Skip to content

Implement Encoding Confidence Scoring and Integrate Section Weights into Ranking System #22

@unclesp1d3r

Description

@unclesp1d3r

Summary

Implement encoding confidence scoring and integrate existing section weights into the string ranking system to support the overall string relevance scoring algorithm.

Current State

Already Implemented:

  • Section weight calculation based on SectionType (PE, ELF, Mach-O)
  • Section classification logic
  • Unit tests for section weight calculation
  • SectionInfo.weight field populated during binary parsing

Not Yet Implemented:

  • Encoding confidence scoring algorithm
  • String relevance scoring integration
  • Population of FoundString.score field

Requirements

From the architecture design (concept.md), the ranking algorithm is:

Score = SectionWeight + EncodingConfidence + SemanticBoost - NoisePenalty

This issue addresses the first two components: SectionWeight (integration) and EncodingConfidence (implementation).

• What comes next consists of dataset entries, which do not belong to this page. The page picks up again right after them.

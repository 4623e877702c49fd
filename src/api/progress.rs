//! Staged progress tracking for remote tasks.
//!
//! A [`ProgressTracker`] polls a task's progress snapshots and turns them into
//! a stream of [`ProgressEvent`]s ("stage X of N, step Y of M") delivered to a
//! caller-supplied [`ProgressSink`]. It runs either inline via
//! [`ProgressTracker::track`] or in the background via
//! [`ProgressTracker::track_async`], which returns a [`TrackerHandle`].
//!
//! Cancellation is cooperative: it is checked before every fetch and after
//! every fetch returns, and it cuts interval sleeps short. A fetch already in
//! flight is allowed to finish; its result is discarded without emitting
//! anything.

use super::client::RemoteTaskClient;
use super::error::{Error, Result};
use super::models::StageProgress;
use super::resilience::{ErrorBudget, TrackerConfig, backoff_delay};
use serde::Serialize;
use serde_json::json;
use std::sync::Arc;
use std::time::Duration;
use tokio::sync::mpsc;
use tokio::task::JoinHandle;
use tokio_util::sync::CancellationToken;

/// Progress notifications, in the order they happen
#[derive(Debug, Clone, PartialEq, Eq, Serialize)]
#[serde(tag = "event", rename_all = "snake_case")]
pub enum ProgressEvent {
    /// A stage display was opened. `previous_stage` is set when this replaces
    /// an open stage.
    StageStarted {
        stage_number: u32,
        num_stages: u32,
        stage_name: String,
        num_steps: u32,
        step_number: u32,
        previous_stage: Option<u32>,
    },
    /// The step counter of the open stage moved. `advanced` is zero when the
    /// platform reported a lower step than before.
    StepAdvanced {
        stage_number: u32,
        step_number: u32,
        num_steps: u32,
        advanced: u32,
    },
    StageFinished {
        stage_number: u32,
    },
    /// The task stopped running
    Completed,
}

impl ProgressEvent {
    pub fn is_stage_transition(&self) -> bool {
        matches!(
            self,
            ProgressEvent::StageStarted {
                previous_stage: Some(_),
                ..
            }
        )
    }
}

/// Receives progress events from a tracker
pub trait ProgressSink {
    fn emit(&mut self, event: ProgressEvent);
}

impl ProgressSink for Vec<ProgressEvent> {
    fn emit(&mut self, event: ProgressEvent) {
        self.push(event);
    }
}

impl ProgressSink for mpsc::UnboundedSender<ProgressEvent> {
    fn emit(&mut self, event: ProgressEvent) {
        // receiver gone means nobody is watching anymore
        let _ = self.send(event);
    }
}

impl<S: ProgressSink + ?Sized> ProgressSink for Box<S> {
    fn emit(&mut self, event: ProgressEvent) {
        (**self).emit(event);
    }
}

/// Writes each event as a structured log line
#[derive(Debug, Clone)]
pub struct LogSink {
    task_id: String,
    correlation_id: String,
}

impl LogSink {
    pub fn new(task_id: impl Into<String>) -> Self {
        Self {
            task_id: task_id.into(),
            correlation_id: uuid::Uuid::new_v4().to_string(),
        }
    }

    pub fn correlation_id(&self) -> &str {
        &self.correlation_id
    }
}

impl ProgressSink for LogSink {
    fn emit(&mut self, event: ProgressEvent) {
        let log_data = json!({
            "correlation_id": self.correlation_id,
            "task_id": self.task_id,
            "progress": event,
            "timestamp": chrono::Utc::now().to_rfc3339()
        });
        log::info!("Task Progress: {}", log_data);
    }
}

/// How a tracking loop ended
#[derive(Debug, Clone, Copy, PartialEq, Eq)]
pub enum TrackOutcome {
    /// The platform reported the task as no longer running
    Completed,
    Cancelled,
}

/// Loop-local view of the remote task
#[derive(Debug)]
struct TrackerState {
    task_id: String,
    current_stage: Option<u32>,
    steps_done_in_stage: u32,
    errors: ErrorBudget,
    running: bool,
}

impl TrackerState {
    fn new(task_id: &str, error_tolerance: u32) -> Self {
        Self {
            task_id: task_id.to_string(),
            current_stage: None,
            steps_done_in_stage: 0,
            errors: ErrorBudget::new(error_tolerance),
            running: true,
        }
    }

    fn apply<S: ProgressSink + ?Sized>(&mut self, progress: &StageProgress, sink: &mut S) {
        if self.current_stage != Some(progress.stage_number) {
            if let Some(previous) = self.current_stage {
                sink.emit(ProgressEvent::StageFinished {
                    stage_number: previous,
                });
            }
            sink.emit(ProgressEvent::StageStarted {
                stage_number: progress.stage_number,
                num_stages: progress.num_stages,
                stage_name: progress.stage_name.clone(),
                num_steps: progress.num_steps,
                step_number: progress.step_number,
                previous_stage: self.current_stage,
            });
            self.current_stage = Some(progress.stage_number);
            self.steps_done_in_stage = progress.step_number;
        } else if progress.step_number != self.steps_done_in_stage {
            // a lower step than before resets the counter, it is not an error
            let advanced = progress.step_number.saturating_sub(self.steps_done_in_stage);
            self.steps_done_in_stage = progress.step_number;
            sink.emit(ProgressEvent::StepAdvanced {
                stage_number: progress.stage_number,
                step_number: progress.step_number,
                num_steps: progress.num_steps,
                advanced,
            });
        }

        self.running = progress.running;
    }

    fn finish<S: ProgressSink + ?Sized>(&mut self, sink: &mut S) {
        if let Some(stage_number) = self.current_stage.take() {
            sink.emit(ProgressEvent::StageFinished { stage_number });
        }
        sink.emit(ProgressEvent::Completed);
    }
}

/// Polls one remote task's progress until it stops running or is cancelled
#[derive(Clone)]
pub struct ProgressTracker {
    client: Arc<dyn RemoteTaskClient>,
    config: TrackerConfig,
    cancel: CancellationToken,
}

impl ProgressTracker {
    pub fn new(client: Arc<dyn RemoteTaskClient>, config: TrackerConfig) -> Self {
        Self {
            client,
            config,
            cancel: CancellationToken::new(),
        }
    }

    pub fn config(&self) -> &TrackerConfig {
        &self.config
    }

    /// Ask the loop to stop at its next checkpoint. Clones of this tracker
    /// share the flag.
    pub fn cancel(&self) {
        self.cancel.cancel();
    }

    pub fn is_cancelled(&self) -> bool {
        self.cancel.is_cancelled()
    }

    /// Run the polling loop on the current task until the remote task stops
    /// running or the tracker is cancelled
    pub async fn track<S: ProgressSink + ?Sized>(
        &self,
        task_id: &str,
        sink: &mut S,
    ) -> Result<TrackOutcome> {
        let mut state = TrackerState::new(task_id, self.config.error_tolerance);
        log::debug!(
            "Tracking task {} every {:?} (error tolerance {})",
            task_id,
            self.config.poll_interval,
            self.config.error_tolerance
        );

        loop {
            if self.cancel.is_cancelled() {
                log::info!("Tracking of task {} cancelled", state.task_id);
                return Ok(TrackOutcome::Cancelled);
            }

            let fetched = self.client.fetch_progress(&state.task_id).await;

            if self.cancel.is_cancelled() {
                log::debug!("Discarding progress for task {} fetched after cancel", state.task_id);
                return Ok(TrackOutcome::Cancelled);
            }

            match fetched {
                Err(e) if e.is_transient() => {
                    if !state.errors.record_failure() {
                        log::error!(
                            "Giving up on task {} after {} consecutive errors: {}",
                            state.task_id,
                            state.errors.consecutive(),
                            e
                        );
                        return Err(Error::Fetch(e));
                    }
                    log::warn!(
                        "Progress fetch for task {} failed ({}/{}): {}",
                        state.task_id,
                        state.errors.consecutive(),
                        state.errors.tolerance(),
                        e
                    );
                    self.pause(backoff_delay(
                        self.config.poll_interval,
                        self.config.not_found_backoff,
                    ))
                    .await;
                    continue;
                }
                Err(e) => {
                    log::error!("Progress fetch for task {} failed: {}", state.task_id, e);
                    return Err(Error::Fetch(e));
                }
                Ok(snapshot) => {
                    state.errors.reset();
                    state.apply(&snapshot.normalize(), &mut *sink);

                    if !state.running {
                        state.finish(&mut *sink);
                        log::info!("Task {} finished", state.task_id);
                        return Ok(TrackOutcome::Completed);
                    }
                }
            }

            self.pause(self.config.poll_interval).await;
        }
    }

    /// Run the polling loop on a background task. The returned handle
    /// cancels the loop when dropped.
    pub fn track_async<S>(self, task_id: impl Into<String>, sink: S) -> TrackerHandle<S>
    where
        S: ProgressSink + Send + 'static,
    {
        let task_id = task_id.into();
        let cancel = self.cancel.clone();

        let task = tokio::spawn(async move {
            let mut sink = sink;
            let result = self.track(&task_id, &mut sink).await;
            (result, sink)
        });

        TrackerHandle {
            cancel,
            task: Some(task),
        }
    }

    /// Sleep for `duration`, waking early on cancellation
    async fn pause(&self, duration: Duration) {
        tokio::select! {
            _ = tokio::time::sleep(duration) => {}
            _ = self.cancel.cancelled() => {}
        }
    }
}

/// Handle to a background tracking loop
#[derive(Debug)]
pub struct TrackerHandle<S> {
    cancel: CancellationToken,
    task: Option<JoinHandle<(Result<TrackOutcome>, S)>>,
}

impl<S> TrackerHandle<S> {
    pub fn cancel(&self) {
        self.cancel.cancel();
    }

    pub fn is_finished(&self) -> bool {
        self.task.as_ref().is_none_or(|task| task.is_finished())
    }

    /// Wait for the loop to end and take back the sink. Dropping the
    /// returned future before it completes cancels the loop.
    pub async fn join(mut self) -> Result<(TrackOutcome, S)> {
        let Some(task) = self.task.as_mut() else {
            return Err(Error::Join("tracker already joined".into()));
        };

        // the task stays in `self` until it finishes so Drop can still cancel
        let joined = task.await;
        self.task = None;

        match joined {
            Ok((Ok(outcome), sink)) => Ok((outcome, sink)),
            Ok((Err(e), _)) => Err(e),
            Err(e) => Err(Error::Join(e.to_string())),
        }
    }
}

impl<S> Drop for TrackerHandle<S> {
    fn drop(&mut self) {
        if self.task.is_some() {
            self.cancel.cancel();
        }
    }
}
use anyhow::{Context, Result};
use clap::Parser;
use is_terminal::IsTerminal;
use log::{debug, info};
use std::path::Path;
use std::process::ExitCode;

mod cli;

use cli::commands::{Services, login_command, track_command, wait_command};
use cli::{Cli, Commands};
use compute_cli::config::Config;

fn init_logger(log_file: Option<&Path>) -> Result<()> {
    let mut builder =
        env_logger::Builder::from_env(env_logger::Env::default().default_filter_or("compute_cli=info"));
    if let Some(path) = log_file {
        // Truncate on each run
        let file = std::fs::OpenOptions::new()
            .create(true)
            .write(true)
            .truncate(true)
            .open(path)
            .with_context(|| format!("Failed to open log file: {:?}", path))?;
        builder.target(env_logger::Target::Pipe(Box::new(file)));
    }
    builder.init();
    Ok(())
}

#[tokio::main]
async fn main() -> Result<ExitCode> {
    let cli = Cli::parse();
    init_logger(cli.log_file.as_deref())?;
    info!("Starting compute-cli");

    let mut config = Config::load(cli.config.as_deref())?;
    debug!("Loaded config: {:?}", config);

    if config.needs_password() && std::io::stdin().is_terminal() {
        let username = config.auth.username.clone().unwrap_or_default();
        config.auth.password = Some(cli::ui::prompt_password(&username)?);
    }

    let services = Services::from_config(&config)?;

    match cli.command {
        Commands::Login(args) => login_command(args, &services).await,
        Commands::Track(args) => track_command(args, &services).await,
        Commands::Wait(args) => wait_command(args, &services).await,
    }
}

5.1: Encoding Confidence Scoring

Implement confidence scoring for each detected encoding type based on:

  1. Character validity: Percentage of valid characters in detected encoding
  2. Printability: Ratio of printable to non-printable characters
  3. Null termination: Proper null termination for C-style strings
  4. Byte alignment: Correct alignment for multi-byte encodings (UTF-16)
  5. Control character ratio: Lower scores for high control character density

Proposed Confidence Scale: 0.0 to 10.0

  • 9.0-10.0: High confidence (clean ASCII/UTF-8, properly aligned UTF-16)
  • 7.0-8.9: Medium confidence (some irregularities but valid)
  • 5.0-6.9: Low confidence (marginal validity, needs context)
  • < 5.0: Very low confidence (likely noise)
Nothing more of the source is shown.